Sophie was quietly enthusiastic, if a bit nervous, but Kitty was to be disappointed when Hugo dropped Elvira at the party, and left immediately.
“Oh, Kitty! Sophie is on her courses, and she is crying and crying in disappointment, but she feels so ill with it,” said Elvira. “I have apologised to your mother, but she is so kind, she says it can be arranged again, apart from those young men who will be back for the summer at Oxford. Hugo has gone back to be with Sophie, for when she gets in a state, only Hugo will do to sooth her.”
“Oh, of course! He is a good brother, I am disappointed, of course, but you shall take some cake for her, our cook specially made an orange cake, for Sophie said she loves oranges.”
“Oh, I hope that will help,” said Elvira. “I hope you will not feel the evening too flat.”
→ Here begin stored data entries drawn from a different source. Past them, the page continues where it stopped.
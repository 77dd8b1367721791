//! Landmark frame model and the fixed point-index scheme.
//!
//! The engine never infers face topology. Every semantic measurement is
//! defined against the named index constants in this module, which follow
//! the MediaPipe FaceMesh 468-point convention. Coordinates are normalized
//! to `[0, 1]` by frame width/height; `z` is the detector's relative depth
//! signal for the same point.
//!
//! A frame may be absent (no face in view). Absence is a first-class value
//! ([`FrameInput::NoFace`]), not an error.

use std::collections::HashMap;

use thiserror::Error;

/// Version tag for the point-index scheme. A collaborator producing frames
/// under a different scheme must not feed this engine.
pub const LANDMARK_SCHEME_VERSION: &str = "mediapipe-facemesh-v1";

/// Expected number of points per frame.
pub const LANDMARK_POINT_COUNT: usize = 468;

// ── Index constants (MediaPipe FaceMesh) ─────────────────────────────────────

pub const NOSE_TIP: usize = 1;
pub const FOREHEAD: usize = 10;
pub const CHIN: usize = 152;

/// Subject's right cheek edge (image-left in an unmirrored frame).
pub const CHEEK_RIGHT: usize = 234;
/// Subject's left cheek edge.
pub const CHEEK_LEFT: usize = 454;

/// Subject's right eye in EAR order:
/// `[outer corner, upper lid a, upper lid b, inner corner, lower lid b, lower lid a]`.
pub const RIGHT_EYE: [usize; 6] = [33, 160, 158, 133, 153, 144];
/// Subject's left eye, same ordering.
pub const LEFT_EYE: [usize; 6] = [362, 385, 387, 263, 373, 380];

/// Inner upper / inner lower lip midpoints.
pub const MOUTH_UPPER: usize = 13;
pub const MOUTH_LOWER: usize = 14;
pub const MOUTH_CORNER_RIGHT: usize = 61;
pub const MOUTH_CORNER_LEFT: usize = 291;

/// Stable anchor set used for the inter-frame movement metric. These points
/// sit on rigid facial structure and move with the head, not with expressions.
pub const MOVEMENT_ANCHORS: [usize; 5] = [NOSE_TIP, CHEEK_RIGHT, CHEEK_LEFT, FOREHEAD, CHIN];

// ── Types ────────────────────────────────────────────────────────────────────

/// A single labeled facial point in normalized frame coordinates.
#[derive(Debug, Clone, Copy, PartialEq, Default)]
pub struct Point3 {
    pub x: f32,
    pub y: f32,
    pub z: f32,
}

impl Point3 {
    pub fn new(x: f32, y: f32, z: f32) -> Self {
        Self { x, y, z }
    }

    /// Euclidean distance in the image plane (z ignored).
    pub fn distance_2d(self, other: Point3) -> f32 {
        let dx = self.x - other.x;
        let dy = self.y - other.y;
        (dx * dx + dy * dy).sqrt()
    }
}

#[derive(Error, Debug)]
pub enum LandmarkError {
    #[error("wrong landmark count: {0} (expected {LANDMARK_POINT_COUNT})")]
    WrongPointCount(usize),
    #[error("non-finite coordinate at landmark index {0}")]
    NonFiniteCoordinate(usize),
}

/// An ordered, fixed-size collection of points for one frame.
#[derive(Debug, Clone, PartialEq)]
pub struct LandmarkFrame {
    points: Vec<Point3>,
}

impl LandmarkFrame {
    pub fn new(points: Vec<Point3>) -> Self {
        Self { points }
    }

    /// Reject malformed frames before any metric math runs: wrong point
    /// count or NaN/Inf coordinates. Callers absorb this as a no-face frame
    /// rather than letting it cross the per-frame processing boundary.
    pub fn check(&self) -> Result<(), LandmarkError> {
        if self.points.len() != LANDMARK_POINT_COUNT {
            return Err(LandmarkError::WrongPointCount(self.points.len()));
        }
        for (i, p) in self.points.iter().enumerate() {
            if !p.x.is_finite() || !p.y.is_finite() || !p.z.is_finite() {
                return Err(LandmarkError::NonFiniteCoordinate(i));
            }
        }
        Ok(())
    }

    /// Point at a scheme index. Valid for any index constant in this module
    /// once [`check`](Self::check) has passed.
    pub fn point(&self, index: usize) -> Point3 {
        self.points[index]
    }

    pub fn points(&self) -> &[Point3] {
        &self.points
    }
}

/// Optional named confidence scores delivered alongside a frame by
/// collaborators that support them (e.g. `eyeBlinkLeft`). Used as a
/// supplement to geometric detection, never a requirement.
#[derive(Debug, Clone, Default)]
pub struct Blendshapes {
    scores: HashMap<String, f32>,
}

impl Blendshapes {
    pub fn new() -> Self {
        Self::default()
    }

    pub fn insert(&mut self, name: impl Into<String>, score: f32) {
        self.scores.insert(name.into(), score);
    }

    pub fn get(&self, name: &str) -> Option<f32> {
        self.scores.get(name).copied()
    }
}

/// Per-frame input from the camera/model collaborator.
#[derive(Debug, Clone)]
pub enum FrameInput {
    /// No face detected this frame.
    NoFace,
    /// One face's landmarks, with optional blendshape scores.
    Face {
        landmarks: LandmarkFrame,
        blendshapes: Option<Blendshapes>,
    },
}

impl FrameInput {
    pub fn face(landmarks: LandmarkFrame) -> Self {
        Self::Face {
            landmarks,
            blendshapes: None,
        }
    }
}

#[cfg(test)]
mod tests {
    use super::*;

    fn flat_frame() -> LandmarkFrame {
        LandmarkFrame::new(vec![Point3::new(0.5, 0.5, 0.0); LANDMARK_POINT_COUNT])
    }

    #[test]
    fn test_check_accepts_full_frame() {
        assert!(flat_frame().check().is_ok());
    }

    #[test]
    fn test_check_rejects_wrong_count() {
        let frame = LandmarkFrame::new(vec![Point3::default(); 5]);
        let err = frame.check().unwrap_err();
        assert!(matches!(err, LandmarkError::WrongPointCount(5)));
    }

    #[test]
    fn test_check_rejects_nan() {
        let mut points = vec![Point3::new(0.5, 0.5, 0.0); LANDMARK_POINT_COUNT];
        points[42].y = f32::NAN;
        let err = LandmarkFrame::new(points).check().unwrap_err();
        assert!(matches!(err, LandmarkError::NonFiniteCoordinate(42)));
    }

    #[test]
    fn test_check_rejects_infinity() {
        let mut points = vec![Point3::new(0.5, 0.5, 0.0); LANDMARK_POINT_COUNT];
        points[0].z = f32::INFINITY;
        let err = LandmarkFrame::new(points).check().unwrap_err();
        assert!(matches!(err, LandmarkError::NonFiniteCoordinate(0)));
    }

    #[test]
    fn test_distance_2d() {
        let a = Point3::new(0.0, 0.0, 0.7);
        let b = Point3::new(0.3, 0.4, -0.7);
        assert!((a.distance_2d(b) - 0.5).abs() < 1e-6);
    }

    #[test]
    fn test_blendshape_lookup() {
        let mut bs = Blendshapes::new();
        bs.insert("eyeBlinkLeft", 0.9);
        assert_eq!(bs.get("eyeBlinkLeft"), Some(0.9));
        assert_eq!(bs.get("eyeBlinkRight"), None);
    }
}
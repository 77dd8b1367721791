//! Core liveness-engine math: landmark metrics, geometry gating, baseline
//! calibration, challenge predicates, and anti-spoof scoring.
//!
//! Everything in this crate is pure and synchronous — no I/O, no async, no
//! hidden state. The stateful session aggregate that drives these pieces
//! per frame lives in the `liveness-session` crate.

pub mod baseline;
pub mod challenge;
pub mod config;
pub mod geometry;
pub mod landmarks;
pub mod metrics;
pub mod score;
pub mod synthetic;

pub use baseline::{Baseline, BaselineCalibrator};
pub use challenge::{challenge_plan, Challenge, ChallengeKind};
pub use config::{ConfigError, EngineConfig, HoldFrames};
pub use geometry::GeometryRejection;
pub use landmarks::{
    Blendshapes, FrameInput, LandmarkError, LandmarkFrame, Point3, LANDMARK_POINT_COUNT,
    LANDMARK_SCHEME_VERSION,
};
pub use metrics::Metrics;
pub use score::{score_session, ScoreConfig, ScoreWeights, SpoofScore};
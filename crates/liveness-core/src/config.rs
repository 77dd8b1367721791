//! Engine configuration surface.
//!
//! Every behavioral threshold lives here so that deployment differences are
//! configuration, not forked code paths. Defaults carry the tuned values;
//! `LIVENESS_*` environment variables override them.

use thiserror::Error;

use crate::score::ScoreConfig;

/// Required consecutive passing frames per challenge kind. A blink is an
/// event (short hold); smiles and turns are sustained poses.
#[derive(Debug, Clone, Copy, PartialEq, serde::Serialize)]
pub struct HoldFrames {
    pub blink: u32,
    pub smile: u32,
    pub turn: u32,
}

impl Default for HoldFrames {
    fn default() -> Self {
        Self {
            blink: 2,
            smile: 5,
            turn: 6,
        }
    }
}

#[derive(Debug, Clone, PartialEq, serde::Serialize)]
pub struct EngineConfig {
    pub hold_frames: HoldFrames,
    /// Validated frames averaged into the baseline (K).
    pub calibration_sample_count: usize,
    /// Minimum composite anti-spoof score to accept the session.
    pub min_acceptance_score: f32,
    /// Per-challenge budget; calibration shares the same budget.
    pub challenge_timeout_ms: u64,
    /// Blink close threshold: openness must drop below baseline × this.
    pub blink_drop_fraction: f32,
    /// Smile threshold: mouth ratio must exceed baseline × (1 + this).
    pub smile_margin_fraction: f32,
    /// Head-turn threshold relative to the resting yaw.
    pub turn_yaw_threshold_degrees: f32,
    /// Capacity of the metric history ring buffer.
    pub history_window_size: usize,
    pub score: ScoreConfig,
}

impl Default for EngineConfig {
    fn default() -> Self {
        Self {
            hold_frames: HoldFrames::default(),
            calibration_sample_count: 8,
            min_acceptance_score: 0.6,
            challenge_timeout_ms: 10_000,
            blink_drop_fraction: 0.7,
            smile_margin_fraction: 0.25,
            turn_yaw_threshold_degrees: 15.0,
            history_window_size: 150,
            score: ScoreConfig::default(),
        }
    }
}

#[derive(Error, Debug)]
pub enum ConfigError {
    #[error("calibration_sample_count must be at least 1")]
    ZeroCalibrationSamples,
    #[error("history_window_size must be at least 1")]
    ZeroHistoryWindow,
    #[error("{name} must lie in (0, 1), got {value}")]
    FractionOutOfRange { name: &'static str, value: f32 },
    #[error("min_acceptance_score must lie in [0, 1], got {0}")]
    AcceptanceOutOfRange(f32),
    #[error("turn_yaw_threshold_degrees must be positive, got {0}")]
    NonPositiveYawThreshold(f32),
    #[error("movement band is empty: min {min} >= max {max}")]
    EmptyMovementBand { min: f32, max: f32 },
    #[error("score weights must sum to 1.0, got {0}")]
    WeightsNotNormalized(f32),
}

impl EngineConfig {
    /// Load configuration from `LIVENESS_*` environment variables with
    /// defaults for anything unset.
    pub fn from_env() -> Self {
        let d = Self::default();
        Self {
            hold_frames: HoldFrames {
                blink: env_u32("LIVENESS_HOLD_FRAMES_BLINK", d.hold_frames.blink),
                smile: env_u32("LIVENESS_HOLD_FRAMES_SMILE", d.hold_frames.smile),
                turn: env_u32("LIVENESS_HOLD_FRAMES_TURN", d.hold_frames.turn),
            },
            calibration_sample_count: env_usize(
                "LIVENESS_CALIBRATION_SAMPLES",
                d.calibration_sample_count,
            ),
            min_acceptance_score: env_f32("LIVENESS_MIN_ACCEPTANCE_SCORE", d.min_acceptance_score),
            challenge_timeout_ms: env_u64("LIVENESS_CHALLENGE_TIMEOUT_MS", d.challenge_timeout_ms),
            blink_drop_fraction: env_f32("LIVENESS_BLINK_DROP_FRACTION", d.blink_drop_fraction),
            smile_margin_fraction: env_f32(
                "LIVENESS_SMILE_MARGIN_FRACTION",
                d.smile_margin_fraction,
            ),
            turn_yaw_threshold_degrees: env_f32(
                "LIVENESS_TURN_YAW_THRESHOLD_DEG",
                d.turn_yaw_threshold_degrees,
            ),
            history_window_size: env_usize("LIVENESS_HISTORY_WINDOW", d.history_window_size),
            score: d.score,
        }
    }

    /// Reject configurations the engine cannot run with.
    pub fn validate(&self) -> Result<(), ConfigError> {
        if self.calibration_sample_count == 0 {
            return Err(ConfigError::ZeroCalibrationSamples);
        }
        if self.history_window_size == 0 {
            return Err(ConfigError::ZeroHistoryWindow);
        }
        for (name, value) in [
            ("blink_drop_fraction", self.blink_drop_fraction),
            ("smile_margin_fraction", self.smile_margin_fraction),
        ] {
            if !(value > 0.0 && value < 1.0) {
                return Err(ConfigError::FractionOutOfRange { name, value });
            }
        }
        if !(0.0..=1.0).contains(&self.min_acceptance_score) {
            return Err(ConfigError::AcceptanceOutOfRange(self.min_acceptance_score));
        }
        if self.turn_yaw_threshold_degrees <= 0.0 {
            return Err(ConfigError::NonPositiveYawThreshold(
                self.turn_yaw_threshold_degrees,
            ));
        }
        if self.score.movement_band_min >= self.score.movement_band_max {
            return Err(ConfigError::EmptyMovementBand {
                min: self.score.movement_band_min,
                max: self.score.movement_band_max,
            });
        }
        let weight_sum = self.score.weights.sum();
        if (weight_sum - 1.0).abs() > 1e-4 {
            return Err(ConfigError::WeightsNotNormalized(weight_sum));
        }
        Ok(())
    }
}

fn env_f32(key: &str, default: f32) -> f32 {
    std::env::var(key)
        .ok()
        .and_then(|v| v.parse().ok())
        .unwrap_or(default)
}

fn env_u32(key: &str, default: u32) -> u32 {
    std::env::var(key)
        .ok()
        .and_then(|v| v.parse().ok())
        .unwrap_or(default)
}

fn env_u64(key: &str, default: u64) -> u64 {
    std::env::var(key)
        .ok()
        .and_then(|v| v.parse().ok())
        .unwrap_or(default)
}

fn env_usize(key: &str, default: usize) -> usize {
    std::env::var(key)
        .ok()
        .and_then(|v| v.parse().ok())
        .unwrap_or(default)
}

#[cfg(test)]
mod tests {
    use super::*;

    #[test]
    fn test_default_config_is_valid() {
        EngineConfig::default().validate().unwrap();
    }

    #[test]
    fn test_rejects_zero_calibration_samples() {
        let cfg = EngineConfig {
            calibration_sample_count: 0,
            ..Default::default()
        };
        assert!(matches!(
            cfg.validate(),
            Err(ConfigError::ZeroCalibrationSamples)
        ));
    }

    #[test]
    fn test_rejects_out_of_range_fraction() {
        let cfg = EngineConfig {
            blink_drop_fraction: 1.5,
            ..Default::default()
        };
        assert!(matches!(
            cfg.validate(),
            Err(ConfigError::FractionOutOfRange {
                name: "blink_drop_fraction",
                ..
            })
        ));
    }

    #[test]
    fn test_rejects_unnormalized_weights() {
        let mut cfg = EngineConfig::default();
        cfg.score.weights.movement = 0.9;
        assert!(matches!(
            cfg.validate(),
            Err(ConfigError::WeightsNotNormalized(_))
        ));
    }

    #[test]
    fn test_rejects_empty_movement_band() {
        let mut cfg = EngineConfig::default();
        cfg.score.movement_band_min = cfg.score.movement_band_max;
        assert!(matches!(
            cfg.validate(),
            Err(ConfigError::EmptyMovementBand { .. })
        ));
    }
}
“Not at all, for I deliberately invited all the ‘wallflowers’ and the young men who have trouble asking for dances, as they need the help too,” said Kitty. “All of those who have been put down by people like the Erinyes, and who appreciate an evening where they don’t have to feel insulted all the time.”
“Well, I am sure they will be nicer people than those who put themselves forward; or at least, some of them,” said Elvira. “Confidence is not a fault, but so many people let it become brashness.”
“It can be a mask for someone timid, but it does not create a good impression,” said Kitty. “Now! Come and pick a colour; girls are picking a shade painted and the gentlemen have to find the right colour by the name they have, and will refer to you as ‘Miss Scarlet’ for example. It’s to break the ice, and I am sure Mama has removed two matching tokens for Sophie and Mr. Bottringham.”
“I have,” said Mrs. Worthington. “Pray, take a token, Miss Bottringham.”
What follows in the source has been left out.